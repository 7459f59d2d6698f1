pub mod logs;
pub mod start;
pub mod status;
pub mod stop;

const GREEN: &str = "\x1b[32m";
const RED: &str = "\x1b[31m";
const YELLOW: &str = "\x1b[33m";
const DIM: &str = "\x1b[2m";
const BOLD: &str = "\x1b[1m";
const RESET: &str = "\x1b[0m";

fn print_ok(message: impl std::fmt::Display) {
    println!("  {GREEN}✓{RESET} {message}");
}

fn print_fail(message: impl std::fmt::Display) {
    println!("  {RED}✗{RESET} {message}");
}

fn print_warn(message: impl std::fmt::Display) {
    println!("  {YELLOW}⚠{RESET} {message}");
}

fn print_hint(message: impl std::fmt::Display) {
    println!("    └─ {message}");
}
========================================================================
Directions - Write out all of the records once more, exactly.

Written response -
repository 7459f59d2d6698f1
pub mod logs;
pub mod start;
pub mod status;
pub mod stop;

const GREEN: &str = "\x1b[32m";
const RED: &str = "\x1b[31m";
const YELLOW: &str = "\x1b[33m";
const DIM: &str = "\x1b[2m";
const BOLD: &str = "\x1b[1m";
const RESET: &str = "\x1b[0m";

fn print_ok(message: impl std::fmt::Display) {
    println!("  {GREEN}✓{RESET} {message}");
}

fn print_fail(message: impl std::fmt::Display) {
    println!("  {RED}✗{RESET} {message}");
}

fn print_warn(message: impl std::fmt::Display) {
    println!("  {YELLOW}⚠{RESET} {message}");
}

fn print_hint(message: impl std::fmt::Display) {
    println!("    └─ {message}");
}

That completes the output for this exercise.